◆ **DIRECTIONS**
Once you have read the entries, please say how many lines hold the string "InvalidArgument", giving the number only.

· · · · · · ·

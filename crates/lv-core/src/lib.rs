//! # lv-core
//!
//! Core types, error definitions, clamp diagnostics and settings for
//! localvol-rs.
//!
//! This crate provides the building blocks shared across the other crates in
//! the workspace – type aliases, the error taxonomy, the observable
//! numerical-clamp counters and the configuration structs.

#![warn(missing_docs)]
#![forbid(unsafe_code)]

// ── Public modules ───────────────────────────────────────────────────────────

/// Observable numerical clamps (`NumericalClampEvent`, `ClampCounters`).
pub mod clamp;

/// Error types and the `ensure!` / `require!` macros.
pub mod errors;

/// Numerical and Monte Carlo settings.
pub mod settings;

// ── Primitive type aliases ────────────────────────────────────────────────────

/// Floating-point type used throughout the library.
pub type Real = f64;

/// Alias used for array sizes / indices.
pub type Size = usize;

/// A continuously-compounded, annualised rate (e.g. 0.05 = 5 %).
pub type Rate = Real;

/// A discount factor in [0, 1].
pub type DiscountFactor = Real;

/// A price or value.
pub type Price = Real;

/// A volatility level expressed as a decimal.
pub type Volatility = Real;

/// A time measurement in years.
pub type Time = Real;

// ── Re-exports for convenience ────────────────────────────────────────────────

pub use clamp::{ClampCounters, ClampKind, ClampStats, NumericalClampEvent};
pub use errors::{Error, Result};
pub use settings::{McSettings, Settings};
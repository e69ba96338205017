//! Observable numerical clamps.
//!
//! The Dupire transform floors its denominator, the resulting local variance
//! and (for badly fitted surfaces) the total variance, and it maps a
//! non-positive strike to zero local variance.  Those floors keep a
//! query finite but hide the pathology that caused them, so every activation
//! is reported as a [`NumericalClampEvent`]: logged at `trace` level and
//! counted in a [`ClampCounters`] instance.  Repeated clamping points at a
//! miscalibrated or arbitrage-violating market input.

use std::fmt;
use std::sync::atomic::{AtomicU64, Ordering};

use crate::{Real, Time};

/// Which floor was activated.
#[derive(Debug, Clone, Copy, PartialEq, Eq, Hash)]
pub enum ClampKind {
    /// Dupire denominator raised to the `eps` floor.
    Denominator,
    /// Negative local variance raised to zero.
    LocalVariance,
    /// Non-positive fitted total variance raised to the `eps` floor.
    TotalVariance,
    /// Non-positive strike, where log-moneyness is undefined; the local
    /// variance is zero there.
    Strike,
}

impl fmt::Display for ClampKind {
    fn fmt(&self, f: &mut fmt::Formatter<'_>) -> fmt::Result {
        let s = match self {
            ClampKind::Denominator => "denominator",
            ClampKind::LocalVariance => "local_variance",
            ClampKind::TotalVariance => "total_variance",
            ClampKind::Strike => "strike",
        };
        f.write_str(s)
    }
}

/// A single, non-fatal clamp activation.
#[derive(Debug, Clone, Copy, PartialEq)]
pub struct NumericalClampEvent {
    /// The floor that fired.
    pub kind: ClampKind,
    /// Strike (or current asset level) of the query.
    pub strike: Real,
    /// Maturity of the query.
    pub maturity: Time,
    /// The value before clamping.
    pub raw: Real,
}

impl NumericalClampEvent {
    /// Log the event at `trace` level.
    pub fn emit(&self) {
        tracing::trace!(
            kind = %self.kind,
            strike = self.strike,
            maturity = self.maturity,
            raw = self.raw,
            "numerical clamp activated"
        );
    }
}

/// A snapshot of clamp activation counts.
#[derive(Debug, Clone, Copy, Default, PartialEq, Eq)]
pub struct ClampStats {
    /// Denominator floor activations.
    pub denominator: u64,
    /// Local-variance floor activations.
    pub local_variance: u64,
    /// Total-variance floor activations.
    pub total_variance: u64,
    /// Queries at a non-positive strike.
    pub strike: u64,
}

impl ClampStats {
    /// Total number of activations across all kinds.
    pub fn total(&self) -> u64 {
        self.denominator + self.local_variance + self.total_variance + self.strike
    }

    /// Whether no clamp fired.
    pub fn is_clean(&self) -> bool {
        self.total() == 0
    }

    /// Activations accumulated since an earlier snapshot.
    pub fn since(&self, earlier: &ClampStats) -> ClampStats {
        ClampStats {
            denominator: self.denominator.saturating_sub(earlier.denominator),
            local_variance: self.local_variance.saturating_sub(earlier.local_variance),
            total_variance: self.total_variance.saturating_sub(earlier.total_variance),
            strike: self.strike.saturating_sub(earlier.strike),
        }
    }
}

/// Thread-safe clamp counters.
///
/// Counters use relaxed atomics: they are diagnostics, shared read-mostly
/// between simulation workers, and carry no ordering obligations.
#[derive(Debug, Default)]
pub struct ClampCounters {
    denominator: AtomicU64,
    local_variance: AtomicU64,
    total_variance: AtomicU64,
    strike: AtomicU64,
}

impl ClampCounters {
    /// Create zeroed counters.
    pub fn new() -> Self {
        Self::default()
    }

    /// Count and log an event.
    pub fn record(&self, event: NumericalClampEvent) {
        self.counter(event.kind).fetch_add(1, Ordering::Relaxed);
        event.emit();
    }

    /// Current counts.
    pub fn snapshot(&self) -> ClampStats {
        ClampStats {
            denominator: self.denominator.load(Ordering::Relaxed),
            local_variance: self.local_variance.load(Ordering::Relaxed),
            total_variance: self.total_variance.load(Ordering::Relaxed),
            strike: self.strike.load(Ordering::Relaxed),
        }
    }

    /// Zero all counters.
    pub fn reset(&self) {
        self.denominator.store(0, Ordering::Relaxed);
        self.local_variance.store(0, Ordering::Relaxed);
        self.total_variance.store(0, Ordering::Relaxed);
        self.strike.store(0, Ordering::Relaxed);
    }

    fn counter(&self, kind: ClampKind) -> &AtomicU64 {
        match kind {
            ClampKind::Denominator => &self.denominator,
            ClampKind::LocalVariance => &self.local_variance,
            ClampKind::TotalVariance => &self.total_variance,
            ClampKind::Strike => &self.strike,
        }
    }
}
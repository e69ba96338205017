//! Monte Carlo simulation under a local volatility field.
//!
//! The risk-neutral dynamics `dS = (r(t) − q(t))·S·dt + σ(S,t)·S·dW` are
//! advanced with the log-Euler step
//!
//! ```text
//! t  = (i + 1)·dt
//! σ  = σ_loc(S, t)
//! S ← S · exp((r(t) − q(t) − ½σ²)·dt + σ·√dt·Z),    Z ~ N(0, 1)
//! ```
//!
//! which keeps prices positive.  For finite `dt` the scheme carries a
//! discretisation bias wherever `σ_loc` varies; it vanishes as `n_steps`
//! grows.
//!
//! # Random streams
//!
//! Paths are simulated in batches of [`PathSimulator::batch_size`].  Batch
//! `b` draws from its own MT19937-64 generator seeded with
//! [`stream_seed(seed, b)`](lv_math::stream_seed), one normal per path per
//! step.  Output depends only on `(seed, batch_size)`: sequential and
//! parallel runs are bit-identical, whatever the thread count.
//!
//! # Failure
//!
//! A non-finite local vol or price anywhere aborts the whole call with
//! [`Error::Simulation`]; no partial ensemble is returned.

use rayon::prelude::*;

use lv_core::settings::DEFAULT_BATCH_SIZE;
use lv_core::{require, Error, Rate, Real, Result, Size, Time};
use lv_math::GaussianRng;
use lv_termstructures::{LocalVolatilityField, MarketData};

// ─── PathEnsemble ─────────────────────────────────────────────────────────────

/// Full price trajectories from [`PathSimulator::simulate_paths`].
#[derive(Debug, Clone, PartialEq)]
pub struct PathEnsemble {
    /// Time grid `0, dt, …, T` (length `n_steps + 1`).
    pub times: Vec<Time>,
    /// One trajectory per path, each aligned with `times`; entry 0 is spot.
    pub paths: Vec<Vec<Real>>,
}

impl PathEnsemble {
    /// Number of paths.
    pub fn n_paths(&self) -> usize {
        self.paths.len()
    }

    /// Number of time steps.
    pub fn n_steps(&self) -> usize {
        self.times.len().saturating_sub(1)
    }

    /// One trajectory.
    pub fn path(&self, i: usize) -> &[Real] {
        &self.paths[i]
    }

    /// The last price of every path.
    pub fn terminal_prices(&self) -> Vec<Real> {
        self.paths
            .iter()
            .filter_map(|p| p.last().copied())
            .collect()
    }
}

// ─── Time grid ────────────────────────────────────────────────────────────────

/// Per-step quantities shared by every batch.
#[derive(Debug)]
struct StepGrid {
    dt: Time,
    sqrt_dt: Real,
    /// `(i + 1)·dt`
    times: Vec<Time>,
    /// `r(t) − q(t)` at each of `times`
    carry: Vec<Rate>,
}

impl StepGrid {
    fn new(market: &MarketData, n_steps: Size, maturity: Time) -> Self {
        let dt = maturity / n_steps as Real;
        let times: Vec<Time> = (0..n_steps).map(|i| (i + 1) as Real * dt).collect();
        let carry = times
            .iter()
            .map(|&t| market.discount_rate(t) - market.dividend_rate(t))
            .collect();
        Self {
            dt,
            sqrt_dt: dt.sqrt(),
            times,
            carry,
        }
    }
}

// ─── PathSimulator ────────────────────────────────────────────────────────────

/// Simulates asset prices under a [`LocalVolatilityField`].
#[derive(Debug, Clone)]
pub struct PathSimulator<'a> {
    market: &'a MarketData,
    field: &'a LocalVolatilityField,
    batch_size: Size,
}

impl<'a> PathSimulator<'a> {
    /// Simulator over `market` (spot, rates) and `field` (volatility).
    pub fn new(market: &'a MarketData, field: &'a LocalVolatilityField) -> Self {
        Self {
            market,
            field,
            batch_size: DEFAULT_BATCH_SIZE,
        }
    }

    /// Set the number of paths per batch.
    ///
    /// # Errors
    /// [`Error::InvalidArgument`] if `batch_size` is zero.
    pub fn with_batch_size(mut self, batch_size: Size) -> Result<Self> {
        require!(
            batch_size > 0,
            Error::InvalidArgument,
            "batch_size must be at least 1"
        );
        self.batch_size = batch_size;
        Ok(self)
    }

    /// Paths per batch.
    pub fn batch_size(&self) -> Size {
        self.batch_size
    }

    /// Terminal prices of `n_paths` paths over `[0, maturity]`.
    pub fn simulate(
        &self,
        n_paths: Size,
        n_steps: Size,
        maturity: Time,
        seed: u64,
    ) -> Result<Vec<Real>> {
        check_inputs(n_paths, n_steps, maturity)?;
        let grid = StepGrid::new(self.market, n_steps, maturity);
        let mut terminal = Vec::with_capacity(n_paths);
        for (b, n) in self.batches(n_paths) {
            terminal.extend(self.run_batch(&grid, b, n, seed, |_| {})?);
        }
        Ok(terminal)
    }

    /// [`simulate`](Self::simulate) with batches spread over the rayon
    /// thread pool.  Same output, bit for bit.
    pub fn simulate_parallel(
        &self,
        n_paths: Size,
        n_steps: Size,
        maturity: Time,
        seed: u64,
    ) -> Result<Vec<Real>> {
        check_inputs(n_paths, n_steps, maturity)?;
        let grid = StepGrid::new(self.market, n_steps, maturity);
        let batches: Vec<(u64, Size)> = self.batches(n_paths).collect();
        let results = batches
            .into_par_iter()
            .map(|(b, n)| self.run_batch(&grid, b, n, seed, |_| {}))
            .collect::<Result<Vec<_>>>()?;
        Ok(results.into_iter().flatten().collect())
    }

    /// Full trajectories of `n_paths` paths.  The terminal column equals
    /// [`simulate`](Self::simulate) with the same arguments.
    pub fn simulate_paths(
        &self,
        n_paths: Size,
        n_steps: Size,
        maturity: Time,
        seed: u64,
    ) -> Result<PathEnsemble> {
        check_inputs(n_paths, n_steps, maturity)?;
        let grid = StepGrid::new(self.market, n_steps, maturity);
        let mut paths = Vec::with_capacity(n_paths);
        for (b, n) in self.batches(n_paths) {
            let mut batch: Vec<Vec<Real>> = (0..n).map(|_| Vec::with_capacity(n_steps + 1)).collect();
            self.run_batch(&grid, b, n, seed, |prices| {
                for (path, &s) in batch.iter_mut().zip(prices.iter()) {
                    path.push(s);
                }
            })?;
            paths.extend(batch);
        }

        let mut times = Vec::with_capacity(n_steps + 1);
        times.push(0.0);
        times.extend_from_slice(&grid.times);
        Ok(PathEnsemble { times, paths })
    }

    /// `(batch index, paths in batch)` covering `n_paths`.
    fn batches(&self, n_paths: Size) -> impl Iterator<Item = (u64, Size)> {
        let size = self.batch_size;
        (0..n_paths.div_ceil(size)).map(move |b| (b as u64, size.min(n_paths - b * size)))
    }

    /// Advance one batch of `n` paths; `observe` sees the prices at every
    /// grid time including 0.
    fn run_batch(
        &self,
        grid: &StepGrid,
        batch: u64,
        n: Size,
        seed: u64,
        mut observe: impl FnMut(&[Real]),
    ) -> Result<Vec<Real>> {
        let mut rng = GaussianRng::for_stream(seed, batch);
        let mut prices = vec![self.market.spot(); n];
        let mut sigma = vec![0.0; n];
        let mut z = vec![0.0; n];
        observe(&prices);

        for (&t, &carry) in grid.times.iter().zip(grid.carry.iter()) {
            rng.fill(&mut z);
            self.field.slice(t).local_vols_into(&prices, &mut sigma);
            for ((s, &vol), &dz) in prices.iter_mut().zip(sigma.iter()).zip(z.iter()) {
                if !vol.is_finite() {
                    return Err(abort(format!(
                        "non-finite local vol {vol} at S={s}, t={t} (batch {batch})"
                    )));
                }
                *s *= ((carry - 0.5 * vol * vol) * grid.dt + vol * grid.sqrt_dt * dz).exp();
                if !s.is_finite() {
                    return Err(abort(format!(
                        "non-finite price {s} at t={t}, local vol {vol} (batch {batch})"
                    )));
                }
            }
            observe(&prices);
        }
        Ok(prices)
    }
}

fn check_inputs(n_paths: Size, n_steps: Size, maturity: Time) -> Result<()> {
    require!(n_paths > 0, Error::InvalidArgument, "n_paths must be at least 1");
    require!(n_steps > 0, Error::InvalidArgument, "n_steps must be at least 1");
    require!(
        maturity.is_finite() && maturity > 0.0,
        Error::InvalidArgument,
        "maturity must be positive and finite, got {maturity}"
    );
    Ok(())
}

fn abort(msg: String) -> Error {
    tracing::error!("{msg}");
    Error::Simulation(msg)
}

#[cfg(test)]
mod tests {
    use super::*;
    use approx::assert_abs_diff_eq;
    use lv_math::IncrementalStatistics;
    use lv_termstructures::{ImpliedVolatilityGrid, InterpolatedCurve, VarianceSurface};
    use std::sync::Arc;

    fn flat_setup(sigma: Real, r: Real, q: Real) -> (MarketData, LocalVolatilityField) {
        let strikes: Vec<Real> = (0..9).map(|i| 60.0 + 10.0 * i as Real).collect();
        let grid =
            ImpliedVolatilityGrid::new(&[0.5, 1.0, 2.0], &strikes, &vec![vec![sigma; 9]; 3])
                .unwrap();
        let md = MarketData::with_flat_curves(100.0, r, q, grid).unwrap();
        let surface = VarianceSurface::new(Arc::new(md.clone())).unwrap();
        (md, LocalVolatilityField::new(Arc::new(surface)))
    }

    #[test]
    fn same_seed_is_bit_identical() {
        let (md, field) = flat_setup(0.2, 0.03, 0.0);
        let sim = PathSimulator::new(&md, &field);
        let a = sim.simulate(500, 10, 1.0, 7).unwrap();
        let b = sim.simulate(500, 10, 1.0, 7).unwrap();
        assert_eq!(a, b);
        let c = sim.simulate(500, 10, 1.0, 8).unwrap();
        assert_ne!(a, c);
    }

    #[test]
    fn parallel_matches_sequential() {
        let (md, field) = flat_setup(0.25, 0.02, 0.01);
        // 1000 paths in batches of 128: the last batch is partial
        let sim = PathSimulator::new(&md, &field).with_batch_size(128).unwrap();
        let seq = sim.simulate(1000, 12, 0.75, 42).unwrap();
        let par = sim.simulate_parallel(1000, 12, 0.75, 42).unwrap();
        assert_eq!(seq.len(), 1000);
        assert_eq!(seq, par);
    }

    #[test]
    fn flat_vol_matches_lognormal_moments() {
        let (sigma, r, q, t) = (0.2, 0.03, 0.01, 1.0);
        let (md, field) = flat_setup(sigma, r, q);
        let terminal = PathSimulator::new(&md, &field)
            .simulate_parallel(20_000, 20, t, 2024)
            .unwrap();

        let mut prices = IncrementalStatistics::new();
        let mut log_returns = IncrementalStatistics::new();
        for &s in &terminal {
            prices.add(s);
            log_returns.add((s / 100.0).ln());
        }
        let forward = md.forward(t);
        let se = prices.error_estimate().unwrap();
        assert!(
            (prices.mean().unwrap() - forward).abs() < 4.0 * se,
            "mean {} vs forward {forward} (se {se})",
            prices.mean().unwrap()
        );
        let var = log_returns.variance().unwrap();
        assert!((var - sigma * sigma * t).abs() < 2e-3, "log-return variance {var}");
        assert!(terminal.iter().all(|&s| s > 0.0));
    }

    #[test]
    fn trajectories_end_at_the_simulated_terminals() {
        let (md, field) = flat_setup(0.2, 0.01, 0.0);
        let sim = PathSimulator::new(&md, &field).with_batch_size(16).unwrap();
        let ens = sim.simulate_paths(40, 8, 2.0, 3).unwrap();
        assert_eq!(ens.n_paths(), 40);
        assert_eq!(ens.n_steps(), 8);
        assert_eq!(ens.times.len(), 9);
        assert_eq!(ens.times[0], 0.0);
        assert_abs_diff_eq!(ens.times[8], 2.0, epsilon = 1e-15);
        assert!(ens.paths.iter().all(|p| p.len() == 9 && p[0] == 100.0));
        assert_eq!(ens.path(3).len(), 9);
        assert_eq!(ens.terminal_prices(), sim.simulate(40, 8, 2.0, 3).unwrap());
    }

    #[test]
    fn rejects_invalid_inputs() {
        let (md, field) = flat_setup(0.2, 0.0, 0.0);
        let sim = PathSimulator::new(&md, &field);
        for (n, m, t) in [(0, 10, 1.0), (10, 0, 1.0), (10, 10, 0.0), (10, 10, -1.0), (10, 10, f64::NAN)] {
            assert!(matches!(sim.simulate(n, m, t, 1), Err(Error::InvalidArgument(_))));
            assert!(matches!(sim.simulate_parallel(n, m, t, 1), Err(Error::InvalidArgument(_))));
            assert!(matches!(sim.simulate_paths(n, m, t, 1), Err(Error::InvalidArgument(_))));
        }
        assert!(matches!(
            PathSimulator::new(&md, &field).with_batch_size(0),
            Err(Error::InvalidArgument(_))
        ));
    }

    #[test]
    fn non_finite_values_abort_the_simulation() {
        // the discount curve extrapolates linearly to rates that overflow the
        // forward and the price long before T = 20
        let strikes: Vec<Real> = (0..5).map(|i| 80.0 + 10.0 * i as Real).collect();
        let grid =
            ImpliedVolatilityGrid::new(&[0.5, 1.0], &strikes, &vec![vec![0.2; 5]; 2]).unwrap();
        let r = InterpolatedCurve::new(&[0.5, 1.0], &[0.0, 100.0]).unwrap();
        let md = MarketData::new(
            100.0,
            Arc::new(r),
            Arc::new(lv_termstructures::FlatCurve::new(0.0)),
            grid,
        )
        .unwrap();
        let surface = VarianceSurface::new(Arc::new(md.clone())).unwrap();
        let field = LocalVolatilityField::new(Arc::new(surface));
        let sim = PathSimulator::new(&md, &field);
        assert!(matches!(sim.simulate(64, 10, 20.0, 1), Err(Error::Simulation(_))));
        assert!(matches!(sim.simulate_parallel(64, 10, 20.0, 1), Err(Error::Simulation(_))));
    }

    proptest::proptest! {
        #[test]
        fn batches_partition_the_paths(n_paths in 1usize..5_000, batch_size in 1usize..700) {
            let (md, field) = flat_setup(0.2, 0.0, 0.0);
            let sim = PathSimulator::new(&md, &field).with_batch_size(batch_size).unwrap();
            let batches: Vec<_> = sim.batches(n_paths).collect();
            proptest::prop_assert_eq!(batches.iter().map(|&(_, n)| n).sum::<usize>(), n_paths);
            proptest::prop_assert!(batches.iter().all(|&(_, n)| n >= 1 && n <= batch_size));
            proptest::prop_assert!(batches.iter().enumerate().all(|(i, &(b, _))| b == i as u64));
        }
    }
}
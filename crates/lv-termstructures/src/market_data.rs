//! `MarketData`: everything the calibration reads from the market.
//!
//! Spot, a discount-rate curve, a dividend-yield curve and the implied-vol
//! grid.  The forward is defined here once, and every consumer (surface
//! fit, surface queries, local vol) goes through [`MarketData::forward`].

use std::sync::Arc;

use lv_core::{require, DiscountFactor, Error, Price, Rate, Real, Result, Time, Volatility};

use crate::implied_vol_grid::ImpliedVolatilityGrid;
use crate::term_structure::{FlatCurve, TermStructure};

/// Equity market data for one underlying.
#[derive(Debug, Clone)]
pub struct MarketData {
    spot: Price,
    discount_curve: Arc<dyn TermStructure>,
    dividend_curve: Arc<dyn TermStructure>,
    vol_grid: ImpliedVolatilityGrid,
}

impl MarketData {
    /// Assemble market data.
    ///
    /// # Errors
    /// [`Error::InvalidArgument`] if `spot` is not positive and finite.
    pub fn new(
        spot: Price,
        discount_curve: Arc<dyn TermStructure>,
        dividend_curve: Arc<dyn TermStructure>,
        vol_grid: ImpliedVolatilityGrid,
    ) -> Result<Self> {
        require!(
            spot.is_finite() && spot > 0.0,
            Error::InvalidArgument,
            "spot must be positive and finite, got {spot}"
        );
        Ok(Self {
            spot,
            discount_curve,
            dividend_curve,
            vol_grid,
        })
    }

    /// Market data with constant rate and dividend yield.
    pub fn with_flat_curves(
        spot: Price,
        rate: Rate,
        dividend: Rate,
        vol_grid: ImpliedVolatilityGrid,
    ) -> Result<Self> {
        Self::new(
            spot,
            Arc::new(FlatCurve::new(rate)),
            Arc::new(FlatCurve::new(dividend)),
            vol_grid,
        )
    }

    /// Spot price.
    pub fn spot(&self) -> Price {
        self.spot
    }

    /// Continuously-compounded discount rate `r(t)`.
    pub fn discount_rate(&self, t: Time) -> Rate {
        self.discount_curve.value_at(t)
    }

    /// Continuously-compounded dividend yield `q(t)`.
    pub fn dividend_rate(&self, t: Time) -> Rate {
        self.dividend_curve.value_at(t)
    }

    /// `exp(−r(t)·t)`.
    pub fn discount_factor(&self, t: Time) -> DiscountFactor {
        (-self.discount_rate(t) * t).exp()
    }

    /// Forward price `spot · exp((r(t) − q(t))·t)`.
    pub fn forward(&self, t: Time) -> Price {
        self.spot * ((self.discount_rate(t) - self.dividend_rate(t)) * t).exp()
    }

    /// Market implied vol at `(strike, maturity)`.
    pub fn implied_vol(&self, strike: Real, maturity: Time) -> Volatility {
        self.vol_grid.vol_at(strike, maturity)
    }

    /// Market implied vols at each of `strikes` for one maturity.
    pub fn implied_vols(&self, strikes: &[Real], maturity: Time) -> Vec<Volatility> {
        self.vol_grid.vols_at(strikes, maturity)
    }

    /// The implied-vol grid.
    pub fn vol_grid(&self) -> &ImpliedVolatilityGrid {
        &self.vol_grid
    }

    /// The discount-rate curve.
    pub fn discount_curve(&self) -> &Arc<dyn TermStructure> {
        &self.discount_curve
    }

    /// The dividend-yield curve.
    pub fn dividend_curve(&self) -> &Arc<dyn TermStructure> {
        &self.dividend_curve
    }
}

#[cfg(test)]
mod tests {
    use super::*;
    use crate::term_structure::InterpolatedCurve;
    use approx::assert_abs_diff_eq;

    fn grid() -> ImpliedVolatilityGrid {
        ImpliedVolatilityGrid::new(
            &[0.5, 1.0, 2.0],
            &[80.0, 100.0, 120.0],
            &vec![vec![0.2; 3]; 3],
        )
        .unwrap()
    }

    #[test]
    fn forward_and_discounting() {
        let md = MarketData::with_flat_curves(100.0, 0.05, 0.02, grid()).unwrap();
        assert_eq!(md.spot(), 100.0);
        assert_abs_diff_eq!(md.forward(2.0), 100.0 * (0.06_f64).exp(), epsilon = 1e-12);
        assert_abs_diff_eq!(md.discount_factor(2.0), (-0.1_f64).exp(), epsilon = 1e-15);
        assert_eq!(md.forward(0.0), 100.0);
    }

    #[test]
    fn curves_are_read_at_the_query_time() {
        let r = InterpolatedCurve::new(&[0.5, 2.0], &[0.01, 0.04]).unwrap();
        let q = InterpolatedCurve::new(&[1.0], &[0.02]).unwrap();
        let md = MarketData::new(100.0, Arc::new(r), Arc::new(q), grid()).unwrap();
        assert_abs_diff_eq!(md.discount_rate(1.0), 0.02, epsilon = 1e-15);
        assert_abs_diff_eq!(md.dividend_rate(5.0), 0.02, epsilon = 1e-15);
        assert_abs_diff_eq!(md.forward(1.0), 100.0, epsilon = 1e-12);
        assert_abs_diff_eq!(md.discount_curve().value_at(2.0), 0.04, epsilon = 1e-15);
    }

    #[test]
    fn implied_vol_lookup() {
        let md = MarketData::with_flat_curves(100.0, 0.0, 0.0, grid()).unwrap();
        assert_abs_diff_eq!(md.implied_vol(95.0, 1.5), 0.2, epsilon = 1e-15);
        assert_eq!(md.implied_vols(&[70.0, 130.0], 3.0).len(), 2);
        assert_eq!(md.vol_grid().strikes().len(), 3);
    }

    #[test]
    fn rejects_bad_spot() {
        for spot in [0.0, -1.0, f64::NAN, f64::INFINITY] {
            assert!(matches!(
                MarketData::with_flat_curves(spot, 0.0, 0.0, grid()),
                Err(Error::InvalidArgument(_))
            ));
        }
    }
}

· · · · · · ·

◆ **RESPONSE**
12